As the owner and principal employee of Jesus Is Lord Used Tires, Mattie is unlike any woman that Taylor has ever known. When Taylor first meets her, Mattie is wearing "blue jeans and cowboy boots and a red bandana on her head," and she has "a long gypsy braid" that hangs "down the middle of her back" (3.33). Imagine what Katniss Everdeen might look like at fifty years old—that is, if she ran a used tire lot in Tucson.
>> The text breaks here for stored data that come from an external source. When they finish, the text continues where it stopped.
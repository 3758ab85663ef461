//! File transfer session context
//!
//! [`FileTransferSession`] owns all per-channel file transfer state: the
//! local registry, the remote key index, the pending request marker and
//! the URI list of the last peer file list. It lives as long as the
//! clipboard channel and every entry point takes `&mut self`, so a host
//! that shares it between threads wraps it in a single mutex.

use std::sync::Arc;

use tracing::{debug, error, warn};

use crate::clipboard::backend::{ChannelTransport, TransferFs};
use crate::clipboard::cursor::ReadCursor;
use crate::clipboard::descriptors::{
    DescriptorListBuilder, IngestSummary, RemoteFileIndex, UriListBuffer,
};
use crate::clipboard::error::{warrants_fail_response, ClipboardError, Result};
use crate::clipboard::fuse::MountRequest;
use crate::clipboard::pdu::{
    ClipboardHeader, FileContentsFlags, FileContentsRequest, FileContentsResponse,
    CB_FILECONTENTS_REQUEST, CB_FILECONTENTS_RESPONSE, CB_FORMAT_DATA_RESPONSE,
};
use crate::clipboard::registry::{Clock, FileProbe, FileRegistry, HostFileProbe, SystemClock};
use crate::clipboard::transfer::{TransferState, TransferStateMachine};
use crate::config::TransferConfig;

/// Per-channel file transfer state and PDU dispatch
pub struct FileTransferSession {
    transport: Arc<dyn ChannelTransport>,
    fs: Arc<dyn TransferFs>,
    registry: FileRegistry,
    remote_files: RemoteFileIndex,
    descriptors: DescriptorListBuilder,
    transfer: TransferStateMachine,
    uri_list: UriListBuffer,
}

impl std::fmt::Debug for FileTransferSession {
    fn fmt(&self, f: &mut std::fmt::Formatter<'_>) -> std::fmt::Result {
        f.debug_struct("FileTransferSession")
            .field("registry", &self.registry)
            .field("remote_files", &self.remote_files)
            .field("transfer", &self.transfer)
            .finish_non_exhaustive()
    }
}
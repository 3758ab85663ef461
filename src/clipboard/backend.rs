//! Collaborator interfaces of the file transfer engine
//!
//! The engine never touches the RDP channel or the virtual filesystem
//! directly. It talks to them through two traits:
//!
//! - [`ChannelTransport`]: "send these bytes on the clipboard channel"
//! - [`TransferFs`]: the transfer mount exposing peer files locally
//!
//! [`ChannelData`] plus the [`ChannelTransport`] impl for
//! `mpsc::UnboundedSender<ChannelData>` let an async server loop own the
//! real channel while the engine stays synchronous.

use std::path::Path;

use bytes::Bytes;
use tokio::sync::mpsc;

use crate::clipboard::error::{ClipboardError, Result};

/// Outbound side of the clipboard static virtual channel
#[cfg_attr(test, mockall::automock)]
pub trait ChannelTransport: Send + Sync {
    /// Send one complete CLIPRDR message, returning the bytes accepted
    fn send_channel_data(&self, channel_id: u16, data: &[u8]) -> Result<usize>;
}

/// Virtual filesystem that exposes peer-announced files
///
/// Entries are keyed by the list index the peer announced them under.
/// Content requests for a key flow back into the engine; results come
/// out through the `deliver_*` methods, correlated by stream id.
#[cfg_attr(test, mockall::automock)]
pub trait TransferFs: Send + Sync {
    /// Whether `path` lies inside the transfer mount
    fn path_is_inside_transfer_mount(&self, path: &Path) -> bool;

    /// Drop every entry of the transfer directory
    fn clear_directory(&self);

    /// Add an entry announced by the peer under list index `key`
    fn add_directory_entry(&self, name: &str, is_dir: bool, size: u64, key: u32) -> Result<()>;

    /// Answer to a size request
    fn deliver_size_result(&self, stream_id: u32, size: u64);

    /// Answer to a range request; `data` may be shorter than requested
    fn deliver_range_result(&self, stream_id: u32, data: &[u8]);

    /// The peer answered the request for `stream_id` with a failure
    fn deliver_failure(&self, _stream_id: u32) {}
}

/// One outbound message queued for the channel owner
#[derive(Debug, Clone, PartialEq, Eq)]
pub struct ChannelData {
    /// Static channel id
    pub channel_id: u16,
    /// Complete CLIPRDR message
    pub data: Bytes,
}

impl ChannelTransport for mpsc::UnboundedSender<ChannelData> {
    fn send_channel_data(&self, channel_id: u16, data: &[u8]) -> Result<usize> {
        self.send(ChannelData {
            channel_id,
            data: Bytes::copy_from_slice(data),
        })
        .map_err(|_| ClipboardError::Transport("channel owner has gone away".to_string()))?;
        Ok(data.len())
    }
}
Mattie didn't name Jesus Is Lord Used Tires, but it's clear that she's a Christian woman. For one thing, she's fond of attributing weather and blessings to God. As Taylor tells us, Mattie insists that:
"The old-timers, somewhere down the line, would look back on this as the year we didn't have a winter, except for that freeze God sent on Valentine's Day so we'd have green-tomato pie. When the summer wildflowers started blooming before Easter, Mattie said the Lord was clearly telling us to head for the hills and have us a picnic. You never could tell about Mattie's version of the Lord. Mainly, He was just one damn thing after another." (7.9)
Although Taylor never says it explicitly, the likelihood is that it's through Mattie's connections to local Christian churches—like Father Williams'—that she gets involved with the "underground railroad" that hides Central American refugees in safe houses throughout the country. Whatever the specifics of her faith, she's committed to helping the people she hosts in her "sanctuary" above the garage, and also to raising awareness by speaking out about America's responsibility to shelter refugees.
More than any other person in Tucson, Mattie becomes Taylor's mentor and role model. As such, she stands in as a surrogate Mama to Taylor when the younger woman goes through her roughest and darkest times.